Marjorie Child Husted (1892–1986), a graduate from the University of Minnesota and AAUW member, was a home economist, businesswoman—and the brain and voice behind Betty Crocker.

During World War I, Husted volunteered for the Red Cross and was eventually promoted to field director. In 1924, she was hired as home economics field representative for Washburn-Crosby, the parent company for Gold Medal Flour. Washburn-Crosby would later join General Mills, the company most associated with (and present-day owner of) the Betty Crocker line of products.

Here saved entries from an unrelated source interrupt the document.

//! Arena-based MCTS tree.
//!
//! Uses a flat `Vec<MCTSNode>` with index-based references. With the
//! transposition backend several edges may share one child, so the arena
//! is in general a DAG rooted at node 0.

use serde::{Deserialize, Serialize};

use super::node::{MCTSNode, NodeId};

/// Arena-based MCTS tree.
#[derive(Clone, Debug, Serialize, Deserialize)]
pub struct MCTSTree<S> {
    nodes: Vec<MCTSNode<S>>,
}

impl<S> Default for MCTSTree<S> {
    fn default() -> Self {
        Self { nodes: Vec::new() }
    }
}

impl<S> MCTSTree<S> {
    /// Create a tree holding only `root`.
    pub fn new(root: MCTSNode<S>) -> Self {
        let mut tree = Self {
            nodes: Vec::with_capacity(1024),
        };
        tree.nodes.push(root);
        tree
    }

    /// The root node ID (always 0).
    #[inline]
    #[must_use]
    pub fn root(&self) -> NodeId {
        NodeId::new(0)
    }

    #[inline]
    #[must_use]
    pub fn get(&self, id: NodeId) -> &MCTSNode<S> {
        &self.nodes[id.0 as usize]
    }

    #[inline]
    pub fn get_mut(&mut self, id: NodeId) -> &mut MCTSNode<S> {
        &mut self.nodes[id.0 as usize]
    }

    /// Allocate a new node, returning its ID.
    pub fn alloc(&mut self, node: MCTSNode<S>) -> NodeId {
        let id = NodeId::new(self.nodes.len() as u32);
        self.nodes.push(node);
        id
    }

    #[must_use]
    pub fn len(&self) -> usize {
        self.nodes.len()
    }

    #[must_use]
    pub fn is_empty(&self) -> bool {
        self.nodes.is_empty()
    }

    /// Drop every node and start over from `root`.
    pub fn reset(&mut self, root: MCTSNode<S>) {
        self.nodes.clear();
        self.nodes.push(root);
    }

    /// Get the root node.
    ///
    /// Panics on a tree that was never given a root.
    #[must_use]
    pub fn root_node(&self) -> &MCTSNode<S> {
        self.get(self.root())
    }

    pub fn iter(&self) -> impl Iterator<Item = (NodeId, &MCTSNode<S>)> {
        self.nodes
            .iter()
            .enumerate()
            .map(|(i, n)| (NodeId::new(i as u32), n))
    }

    /// Number of edges pointing at each node.
    ///
    /// More than one means the node was reached by different move orders.
    #[must_use]
    pub fn in_degrees(&self) -> Vec<u32> {
        let mut degrees = vec![0u32; self.nodes.len()];
        for edge in self.nodes.iter().flat_map(|n| n.edges.iter()) {
            if edge.is_expanded() {
                degrees[edge.child.0 as usize] += 1;
            }
        }
        degrees
    }
}

#[cfg(test)]
mod tests {
    use super::*;
    use crate::core::{Action, Team};
    use crate::mcts::node::Edge;
    use crate::rules::GameResult;

    fn node(depth: u16) -> MCTSNode<()> {
        MCTSNode::new((), Team::Red, depth, None)
    }

    #[test]
    fn test_tree_new() {
        let tree = MCTSTree::new(node(0));
        assert_eq!(tree.len(), 1);
        assert!(!tree.is_empty());
        assert_eq!(tree.root(), NodeId::new(0));
        assert!(MCTSTree::<()>::default().is_empty());
    }

    #[test]
    fn test_tree_alloc() {
        let mut tree = MCTSTree::new(node(0));
        let child_id = tree.alloc(MCTSNode::new((), Team::Blue, 1, None));

        assert_eq!(child_id, NodeId::new(1));
        assert_eq!(tree.len(), 2);
        assert_eq!(tree.get(child_id).to_move, Team::Blue);
    }

    #[test]
    fn test_tree_reset() {
        let mut tree = MCTSTree::new(node(0));
        tree.alloc(node(1));
        tree.alloc(node(2));
        assert_eq!(tree.len(), 3);

        tree.reset(MCTSNode::new((), Team::Blue, 0, None));
        assert_eq!(tree.len(), 1);
        assert_eq!(tree.root_node().to_move, Team::Blue);
    }

    #[test]
    fn test_in_degrees_count_shared_children() {
        let mut tree = MCTSTree::new(node(0));
        let root = tree.root();
        for team in Team::ALL {
            tree.get_mut(root).edges.push(Edge::new(Action::turn_end(team)));
        }
        tree.get_mut(root).edges.push(Edge::new(Action::resign(Team::Red)));

        let child = tree.alloc(MCTSNode::new((), Team::Blue, 1, Some(GameResult::Draw)));
        tree.get_mut(root).edges[0].child = child;
        tree.get_mut(root).edges[1].child = child;

        assert_eq!(tree.in_degrees(), vec![0, 2]);
    }

    #[test]
    fn test_tree_iter() {
        let mut tree = MCTSTree::new(node(0));
        tree.alloc(node(1));

        let nodes: Vec<_> = tree.iter().collect();
        assert_eq!(nodes.len(), 2);
        assert_eq!(nodes[1].0, NodeId::new(1));
    }
}
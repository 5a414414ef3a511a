//! The game loop.

use serde::{Deserialize, Serialize};
use tracing::{debug, info};

use crate::core::{Action, Board, GameError, Team, TeamPair};
use crate::rules::{apply, outcome, validate, GameResult};

use super::player::Player;
use super::record::GameRecord;

/// Game loop settings.
#[derive(Clone, Debug, Serialize, Deserialize)]
pub struct ManagerConfig {
    /// Abort a game after this many applied actions.
    pub max_actions: u32,
}

impl Default for ManagerConfig {
    fn default() -> Self {
        Self { max_actions: 10_000 }
    }
}

impl ManagerConfig {
    pub fn with_max_actions(mut self, max_actions: u32) -> Self {
        self.max_actions = max_actions;
        self
    }
}

/// How a finished game ended.
#[derive(Clone, Debug, PartialEq, Eq, Serialize, Deserialize)]
pub struct GameSummary {
    pub result: GameResult,
    /// Completed turns when the game ended.
    pub turns: u32,
    pub actions: usize,
    pub remaining_hp: TeamPair<u32>,
    /// Whether the turn limit decided the game.
    pub by_turn_limit: bool,
}

impl GameSummary {
    fn from_board(board: &Board, result: GameResult, actions: usize) -> Self {
        let by_turn_limit = board.resigned().is_none()
            && Team::ALL.iter().all(|&t| board.alive_count(t) > 0)
            && board.turn_count() >= board.turn_limit();
        Self {
            result,
            turns: board.turn_count(),
            actions,
            remaining_hp: TeamPair::from_fn(|t| board.total_hp(t)),
            by_turn_limit,
        }
    }
}

/// Runs one game between two players.
pub struct GameManager {
    board: Board,
    players: TeamPair<Box<dyn Player>>,
    config: ManagerConfig,
    record: GameRecord,
}

impl GameManager {
    pub fn new(board: Board, red: Box<dyn Player>, blue: Box<dyn Player>) -> Self {
        let record = GameRecord::new(&board);
        Self {
            board,
            players: TeamPair::new(red, blue),
            config: ManagerConfig::default(),
            record,
        }
    }

    pub fn with_config(mut self, config: ManagerConfig) -> Self {
        self.config = config;
        self
    }

    pub fn board(&self) -> &Board {
        &self.board
    }

    pub fn record(&self) -> &GameRecord {
        &self.record
    }

    pub fn into_record(self) -> GameRecord {
        self.record
    }

    /// Play until the game is over.
    ///
    /// A team with no unit left to act ends its turn without being asked.
    /// Any illegal answer aborts the game.
    pub fn play(&mut self) -> Result<GameSummary, GameError> {
        let mut game_start = true;
        let mut last_query: Option<(Team, u32)> = None;

        loop {
            if let Some(result) = outcome(&self.board) {
                self.record.set_result(result);
                let summary = GameSummary::from_board(&self.board, result, self.record.len());
                info!(
                    %result,
                    turns = summary.turns,
                    actions = summary.actions,
                    red_hp = summary.remaining_hp[Team::Red],
                    blue_hp = summary.remaining_hp[Team::Blue],
                    "game over"
                );
                return Ok(summary);
            }
            if self.record.len() >= self.config.max_actions as usize {
                return Err(GameError::ActionBudget(self.config.max_actions));
            }

            let team = self.board.to_move();
            let action = if self.board.has_unacted(team) {
                let turn = (team, self.board.turn_count());
                let turn_start = last_query != Some(turn);
                last_query = Some(turn);
                let action = self.players[team].make_action(&self.board, team, turn_start, game_start)?;
                game_start = false;
                action
            } else {
                Action::turn_end(team)
            };

            let player = &self.players[team];
            validate(&self.board, team, &action).map_err(|source| GameError::IllegalAction {
                player: player.name().to_string(),
                source,
            })?;
            let undo = apply(&mut self.board, &action).map_err(|source| GameError::IllegalAction {
                player: player.name().to_string(),
                source,
            })?;
            debug!(player = player.name(), %action, damage = ?undo.damage(), "applied");
            self.record.push(action, undo.damage());
        }
    }
}
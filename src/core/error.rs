//! Error types.
//!
//! Each layer has its own error enum: map loading, action legality, undo
//! bookkeeping, search and the game loop. Higher layers wrap lower ones via
//! `#[from]`.

use thiserror::Error;

use super::action::Damage;
use super::grid::Pos;
use super::team::Team;
use super::unit::UnitId;

/// An action that fails a legality precondition.
#[derive(Error, Debug, Clone, PartialEq, Eq)]
pub enum IllegalAction {
    #[error("it is {to_move}'s turn, not {team}'s")]
    NotYourTurn { team: Team, to_move: Team },

    #[error("unit {0} does not exist")]
    UnknownUnit(UnitId),

    #[error("unit {unit} does not belong to {team}")]
    WrongTeam { unit: UnitId, team: Team },

    #[error("unit {0} has already acted this turn")]
    AlreadyActed(UnitId),

    #[error("destination {0} is outside the board")]
    OutOfBounds(Pos),

    #[error("destination {0} is occupied")]
    DestinationOccupied(Pos),

    #[error("unit {unit} cannot reach {to}")]
    Unreachable { unit: UnitId, to: Pos },

    #[error("target {0} does not exist")]
    UnknownTarget(UnitId),

    #[error("target {0} is not an enemy")]
    NotAnEnemy(UnitId),

    #[error("unit {unit} cannot attack {target} from {from}")]
    OutOfRange { unit: UnitId, target: UnitId, from: Pos },
}

/// A malformed map description or an inconsistent board setup.
#[derive(Error, Debug)]
pub enum MapError {
    #[error("missing required field {0}")]
    MissingField(&'static str),

    #[error("invalid number {value:?} in {field}")]
    InvalidNumber { field: String, value: String },

    #[error("malformed record {0:?}")]
    MalformedRecord(String),

    #[error("grid of {width}x{height} is not supported")]
    InvalidSize { width: usize, height: usize },

    #[error("expected {expected} MAP rows, found {found}")]
    RowCount { expected: usize, found: usize },

    #[error("MAP row {row} has {found} cells, expected {expected}")]
    RowWidth { row: usize, expected: usize, found: usize },

    #[error("unknown terrain code {0}")]
    UnknownTerrain(u8),

    #[error("unknown unit type {0:?}")]
    UnknownUnitType(String),

    #[error("invalid team {0:?}")]
    InvalidTeam(String),

    #[error("invalid hit points {0}")]
    InvalidHp(u8),

    #[error("unit position {0} is outside the grid")]
    UnitOutOfBounds(Pos),

    #[error("cell {0} already holds a unit")]
    CellOccupied(Pos),

    #[error("{team} declares {declared} units but {found} were listed")]
    UnitCountMismatch { team: Team, declared: usize, found: usize },

    #[error("too many units")]
    TooManyUnits,

    #[error("board snapshot: {0}")]
    Snapshot(#[from] bincode::Error),

    #[error("reading map: {0}")]
    Io(#[from] std::io::Error),
}

/// A broken undo invariant. Always a tree-management bug, never recoverable.
#[derive(Error, Debug, Clone, PartialEq, Eq)]
pub enum UndoError {
    #[error("undo past the root of the log")]
    EmptyLog,

    #[error("cannot restore unit {0}: its slot is occupied")]
    SlotOccupied(UnitId),

    #[error("cannot restore a unit onto occupied cell {0}")]
    CellOccupied(Pos),

    #[error("unit {0} no longer matches the undo record")]
    UnitMismatch(UnitId),
}

/// A failure inside a planner.
#[derive(Error, Debug, Clone, PartialEq, Eq)]
pub enum SearchError {
    #[error(transparent)]
    Illegal(#[from] IllegalAction),

    #[error(transparent)]
    Undo(#[from] UndoError),

    #[error("no board stored for search node {0}")]
    MissingState(u32),
}

/// A failure that aborts a game.
#[derive(Error, Debug)]
pub enum GameError {
    #[error("player {player} proposed an illegal action: {source}")]
    IllegalAction {
        player: String,
        #[source]
        source: IllegalAction,
    },

    #[error("search failed: {0}")]
    Search(#[from] SearchError),

    #[error("map: {0}")]
    Map(#[from] MapError),

    #[error("io: {0}")]
    Io(#[from] std::io::Error),

    #[error("game record: {0}")]
    Record(#[from] bincode::Error),

    #[error("replay diverged at step {step}: {source}")]
    Replay {
        step: usize,
        #[source]
        source: IllegalAction,
    },

    #[error("replay diverged at step {step}: recorded {recorded:?}, got {replayed:?}")]
    ReplayDamage {
        step: usize,
        recorded: Option<Damage>,
        replayed: Option<Damage>,
    },

    #[error("game exceeded {0} actions")]
    ActionBudget(u32),
}
//! Seeded randomness for rollouts, random agents and search workers.
//!
//! ```
//! use grid_tactics::core::GameRng;
//!
//! let mut a = GameRng::new(42);
//! let mut b = GameRng::new(42);
//! assert_eq!(a.fork().seed(), b.fork().seed());
//! ```

use rand::seq::SliceRandom;
use rand::{Rng, SeedableRng};
use rand_chacha::ChaCha8Rng;

/// SplitMix64 finaliser; spreads consecutive inputs over the seed space.
fn mix(mut z: u64) -> u64 {
    z = (z ^ (z >> 30)).wrapping_mul(0xBF58_476D_1CE4_E5B9);
    z = (z ^ (z >> 27)).wrapping_mul(0x94D0_49BB_1331_11EB);
    z ^ (z >> 31)
}

/// ChaCha8 stream plus the seed it came from.
///
/// Forks are numbered, so the n-th fork of a given seed is always the same
/// generator regardless of how much the parent has drawn.
#[derive(Clone, Debug)]
pub struct GameRng {
    inner: ChaCha8Rng,
    seed: u64,
    forks: u64,
}

impl GameRng {
    #[must_use]
    pub fn new(seed: u64) -> Self {
        Self {
            inner: ChaCha8Rng::seed_from_u64(seed),
            seed,
            forks: 0,
        }
    }

    #[must_use]
    pub fn seed(&self) -> u64 {
        self.seed
    }

    /// Next independent child generator.
    #[must_use]
    pub fn fork(&mut self) -> Self {
        self.forks += 1;
        Self::new(mix(self.seed ^ mix(self.forks)))
    }

    /// `true` with the given probability, clamped to [0, 1].
    pub fn gen_bool(&mut self, probability: f64) -> bool {
        self.inner.gen_bool(probability.clamp(0.0, 1.0))
    }

    /// Uniform pick; `None` on an empty slice.
    pub fn choose<'a, T>(&mut self, slice: &'a [T]) -> Option<&'a T> {
        slice.choose(&mut self.inner)
    }
}
//! Rules integration tests: legal actions, combat, terminal detection and
//! the map format.

use std::collections::VecDeque;

use proptest::prelude::*;

use grid_tactics::core::{Action, Board, MapError, Pos, Team, Terrain, UnitId, UnitType};
use grid_tactics::rules::{
    apply, damage_formula, is_legal, legal_actions, outcome, resolve_damage, team_actions, validate, GameResult,
};

const SKIRMISH: &str = include_str!("../maps/skirmish.map");

// =============================================================================
// Helpers
// =============================================================================

fn infantry_pair() -> (Board, UnitId, UnitId) {
    let mut board = Board::new(6, 6).unwrap();
    let red = board.spawn_unit(UnitType::Infantry, Team::Red, Pos::new(2, 2), 10).unwrap();
    let blue = board.spawn_unit(UnitType::Infantry, Team::Blue, Pos::new(2, 3), 10).unwrap();
    (board, red, blue)
}

/// Plain-board cells within `budget` steps of `from`, walking around `blocked`.
fn plain_reach(width: u8, height: u8, from: Pos, budget: u32, blocked: Pos) -> Vec<Pos> {
    let mut dist = vec![None; usize::from(width) * usize::from(height)];
    let index = |p: Pos| usize::from(p.y) * usize::from(width) + usize::from(p.x);
    let mut queue = VecDeque::from([from]);
    dist[index(from)] = Some(0);
    while let Some(pos) = queue.pop_front() {
        let d = dist[index(pos)].unwrap();
        if d == budget {
            continue;
        }
        for next in pos.neighbors(width, height) {
            if next != blocked && dist[index(next)].is_none() {
                dist[index(next)] = Some(d + 1);
                queue.push_back(next);
            }
        }
    }
    let mut cells = Vec::new();
    for y in 0..height {
        for x in 0..width {
            let pos = Pos::new(x, y);
            if dist[index(pos)].is_some() {
                cells.push(pos);
            }
        }
    }
    cells
}

// =============================================================================
// Scenario
// =============================================================================

#[test]
fn test_adjacent_infantry_actions() {
    let (board, red, blue) = infantry_pair();
    let actions = legal_actions(&board, red);

    let attacks: Vec<&Action> = actions.iter().filter(|a| matches!(a, Action::Attack { .. })).collect();
    assert_eq!(attacks.len(), 1);
    let Action::Attack { target, to, .. } = *attacks[0] else {
        unreachable!()
    };
    assert_eq!(target, blue);
    let attacker = board.unit(red).unwrap();
    let defender = board.unit(blue).unwrap();
    assert!(resolve_damage(&board, attacker, defender, to).dealt > 0);

    let mut moves: Vec<Pos> = actions
        .iter()
        .filter_map(|a| match *a {
            Action::Move { to, .. } => Some(to),
            _ => None,
        })
        .collect();
    moves.sort_by_key(|p| (p.y, p.x));
    let expected = plain_reach(6, 6, Pos::new(2, 2), UnitType::Infantry.spec().movement, Pos::new(2, 3));
    assert_eq!(moves, expected);
    assert!(!moves.contains(&Pos::new(2, 4)), "enemy cell blocks the straight path");
}

#[test]
fn test_attack_applies_predicted_damage() {
    let (mut board, red, blue) = infantry_pair();
    let action = Action::attack(Team::Red, red, Pos::new(2, 2), blue);
    let predicted = resolve_damage(&board, board.unit(red).unwrap(), board.unit(blue).unwrap(), Pos::new(2, 2));

    let record = apply(&mut board, &action).unwrap();
    assert_eq!(record.damage(), Some(predicted));
    assert_eq!(board.unit(blue).unwrap().hp, 10 - predicted.dealt);
    assert_eq!(board.unit(red).unwrap().hp, 10 - predicted.counter);
    assert!(board.is_consistent());
    assert_eq!(board.to_move(), Team::Blue);
}

#[test]
fn test_destroyed_unit_leaves_board() {
    let mut board = Board::new(6, 6).unwrap();
    let red = board.spawn_unit(UnitType::Panzer, Team::Red, Pos::new(2, 2), 10).unwrap();
    let blue = board.spawn_unit(UnitType::Infantry, Team::Blue, Pos::new(2, 3), 1).unwrap();

    let record = apply(&mut board, &Action::attack(Team::Red, red, Pos::new(2, 2), blue)).unwrap();
    assert!(record.killed_target());
    assert!(board.unit_at(Pos::new(2, 3)).is_none());
    assert!(board.unit(blue).is_none());
    assert_eq!(board.alive_count(Team::Blue), 0);
    assert_eq!(outcome(&board), Some(GameResult::Winner(Team::Red)));
}

#[test]
fn test_off_turn_and_acted_units_rejected() {
    let (mut board, red, blue) = infantry_pair();
    board.spawn_unit(UnitType::Infantry, Team::Red, Pos::new(5, 5), 10).unwrap();
    assert!(!is_legal(&board, Team::Blue, &Action::move_to(Team::Blue, blue, Pos::new(2, 4))));
    assert!(team_actions(&board, Team::Blue).is_empty());

    apply(&mut board, &Action::move_to(Team::Red, red, Pos::new(1, 2))).unwrap();
    assert_eq!(board.to_move(), Team::Red);
    assert!(validate(&board, Team::Red, &Action::move_to(Team::Red, red, Pos::new(0, 2))).is_err());
    assert!(legal_actions(&board, red).is_empty());
}

// =============================================================================
// Terminal detection
// =============================================================================

#[test]
fn test_annihilation_ignores_turn_count() {
    let mut board = Board::new(4, 4).unwrap().with_turn_limit(0).with_hp_threshold(50);
    board.spawn_unit(UnitType::Infantry, Team::Red, Pos::new(0, 0), 2).unwrap();
    assert_eq!(outcome(&board), Some(GameResult::Winner(Team::Red)));
}

#[test]
fn test_turn_limit_draw_under_threshold() {
    let mut board = Board::new(4, 4).unwrap().with_turn_limit(0).with_hp_threshold(5);
    board.spawn_unit(UnitType::Infantry, Team::Red, Pos::new(0, 0), 10).unwrap();
    board.spawn_unit(UnitType::Infantry, Team::Blue, Pos::new(3, 3), 6).unwrap();
    assert_eq!(board.turn_count(), board.turn_limit());
    assert_eq!(outcome(&board), Some(GameResult::Draw));

    let mut board = Board::new(4, 4).unwrap().with_turn_limit(0).with_hp_threshold(5);
    board.spawn_unit(UnitType::Infantry, Team::Red, Pos::new(0, 0), 10).unwrap();
    board.spawn_unit(UnitType::Infantry, Team::Blue, Pos::new(3, 3), 4).unwrap();
    assert_eq!(outcome(&board), Some(GameResult::Winner(Team::Red)));
}

#[test]
fn test_turn_limit_reached_by_play() {
    let mut board = Board::new(4, 4).unwrap().with_turn_limit(2);
    board.spawn_unit(UnitType::Infantry, Team::Red, Pos::new(0, 0), 10).unwrap();
    board.spawn_unit(UnitType::Infantry, Team::Blue, Pos::new(3, 3), 10).unwrap();

    let mut steps = 0;
    while outcome(&board).is_none() {
        let team = board.to_move();
        apply(&mut board, &Action::turn_end(team)).unwrap();
        steps += 1;
        assert!(steps < 10, "turn limit never reached");
    }
    assert!(board.turn_count() >= board.turn_limit());
    assert_eq!(outcome(&board), Some(GameResult::Draw));
}

// =============================================================================
// Map format
// =============================================================================

#[test]
fn test_map_round_trip() {
    let board = Board::from_map_str(SKIRMISH).unwrap();
    assert_eq!((board.width(), board.height()), (8, 6));
    assert_eq!(board.turn_limit(), 20);
    assert_eq!(board.alive_count(Team::Red), 3);
    assert_eq!(board.alive_count(Team::Blue), 3);
    assert_eq!(board.terrain_at(Pos::new(7, 0)), Terrain::Castle);

    let again = Board::from_map_str(&board.to_map_string()).unwrap();
    assert_eq!(again, board);
}

#[test]
fn test_map_rejects_unknown_terrain() {
    let text = "SIZEX[2];SIZEY[1];TURNLIMIT[5];HPTHRESHOLD[0];UNITNUMRED[0];UNITNUMBLUE[0];MAP[1,9];";
    assert!(matches!(Board::from_map_str(text), Err(MapError::UnknownTerrain(9))));
}

// =============================================================================
// Properties
// =============================================================================

fn arb_board() -> impl Strategy<Value = Board> {
    (3usize..7, 3usize..7).prop_flat_map(|(w, h)| {
        (
            prop::collection::vec(0u8..7, w * h),
            prop::collection::vec((0usize..6, any::<bool>(), 0..w, 0..h, 1u8..=10), 2..8),
        )
            .prop_map(move |(codes, units)| {
                let terrain = codes.into_iter().filter_map(Terrain::from_code).collect();
                let mut board = Board::with_terrain(w, h, terrain).unwrap();
                for (kind, blue, x, y, hp) in units {
                    let team = if blue { Team::Blue } else { Team::Red };
                    // collisions are skipped
                    let _ = board.spawn_unit(UnitType::ALL[kind], team, Pos::new(x as u8, y as u8), hp);
                }
                board
            })
    })
}

proptest! {
    #[test]
    fn prop_generated_actions_validate(board in arb_board()) {
        for action in team_actions(&board, board.to_move()) {
            prop_assert!(validate(&board, board.to_move(), &action).is_ok(), "{action}");
        }
    }

    #[test]
    fn prop_move_legality_matches_generation(board in arb_board()) {
        let team = board.to_move();
        let ids: Vec<UnitId> = board.team_units(team).map(|u| u.id).collect();
        for id in ids {
            let generated = legal_actions(&board, id);
            for y in 0..board.height() {
                for x in 0..board.width() {
                    let action = Action::move_to(team, id, Pos::new(x, y));
                    prop_assert_eq!(is_legal(&board, team, &action), generated.contains(&action));
                }
            }
        }
    }

    #[test]
    fn prop_damage_bounded(power in 0u32..=120, ahp in 1u8..=10, stars in 0u32..=4, dhp in 1u8..=10) {
        let dealt = damage_formula(power, ahp, stars, dhp);
        prop_assert!(dealt <= dhp);
        if power == 0 {
            prop_assert_eq!(dealt, 0);
        }
        prop_assert!(damage_formula(power + 5, ahp, stars, dhp) >= dealt);
        prop_assert!(damage_formula(power, ahp, stars + 1, dhp) <= dealt);
    }
}
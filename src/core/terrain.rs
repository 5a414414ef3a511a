//! Terrain types and their defensive value.
//!
//! Terrain codes match the map file format: `MAP[1,1,3,...]` lists one code
//! per cell. Barrier cells usually frame the playable area and are
//! impassable for every unit type.

use serde::{Deserialize, Serialize};

/// Terrain of a single board cell.
#[derive(Clone, Copy, Debug, Default, PartialEq, Eq, Hash, Serialize, Deserialize)]
pub enum Terrain {
    Barrier = 0,
    #[default]
    Plain = 1,
    Sea = 2,
    Forest = 3,
    Mountain = 4,
    Road = 5,
    Castle = 6,
}

impl Terrain {
    /// All terrain kinds in code order.
    pub const ALL: [Terrain; 7] = [
        Terrain::Barrier,
        Terrain::Plain,
        Terrain::Sea,
        Terrain::Forest,
        Terrain::Mountain,
        Terrain::Road,
        Terrain::Castle,
    ];

    /// Number of terrain kinds.
    pub const COUNT: usize = 7;

    /// Parse a map-file terrain code.
    #[must_use]
    pub const fn from_code(code: u8) -> Option<Self> {
        match code {
            0 => Some(Terrain::Barrier),
            1 => Some(Terrain::Plain),
            2 => Some(Terrain::Sea),
            3 => Some(Terrain::Forest),
            4 => Some(Terrain::Mountain),
            5 => Some(Terrain::Road),
            6 => Some(Terrain::Castle),
            _ => None,
        }
    }

    /// The map-file terrain code.
    #[inline]
    #[must_use]
    pub const fn code(self) -> u8 {
        self as u8
    }

    /// Defense bonus ("stars") granted to ground units standing here.
    #[inline]
    #[must_use]
    pub const fn stars(self) -> u32 {
        match self {
            Terrain::Barrier | Terrain::Sea | Terrain::Road => 0,
            Terrain::Plain => 1,
            Terrain::Forest => 3,
            Terrain::Mountain | Terrain::Castle => 4,
        }
    }
}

Husted managed a staff of 40 in the Betty Crocker Homemaking Service. She voiced Betty on the radio show Betty Crocker Cooking School of the Air, offering cooking and home-management advice to millions of women for two decades. As her role expanded, Husted even traveled to Hollywood to interview movie stars such as Joan Crawford, Claudette Colbert, Jean Harlow, Helen Hayes, and Clark Gable. Her interviews portrayed the stars as regular people who also enjoyed Betty’s recipes and home-cooked food. Husted also researched and edited the famous Betty Crocker’s Picture Cookbook, commonly known as Big Red. In one year, sales of Big Red neared those for the Bible.

 

Husted received many accolades for her role in creating Betty. In 1945, Fortune magazine declared Betty Crocker the second-most popular woman in America, behind Eleanor Roosevelt. Three years later, Husted accepted the Woman of the Year award from the Women’s National Press Club. President Harry Truman presented her with the award along with fellow recipients Eleanor Roosevelt, Grandma Moses, and Portland Mayor Dorothy McCullough Lee (another AAUW member!) Husted also won 1949 Advertising Woman of the Year from the Advertising Federation of America.

In one her frequent contributions to the Journal of Home Economics, Husted wrote an article entitled “Would You Like More Recognition?” about the need to empower women. She also created a “bias quiz” for men to recognize and evaluate their innate biases towards women.

An active AAUW member, Husted was appointed to the national AAUW Committee on the Status of Women in 1949. As a committee member, she researched and edited a 1955 handbook for branches titled Adventures in Freedom: Handbook for Improving the Status of Women. In the opening, she exclaimed, “To all the far-sighted, able women who have blazed the trail for the rest of us — our deep appreciation!” Husted also worked on the development of the AAUW Money Management Portfolio for Women, which debuted in 1953.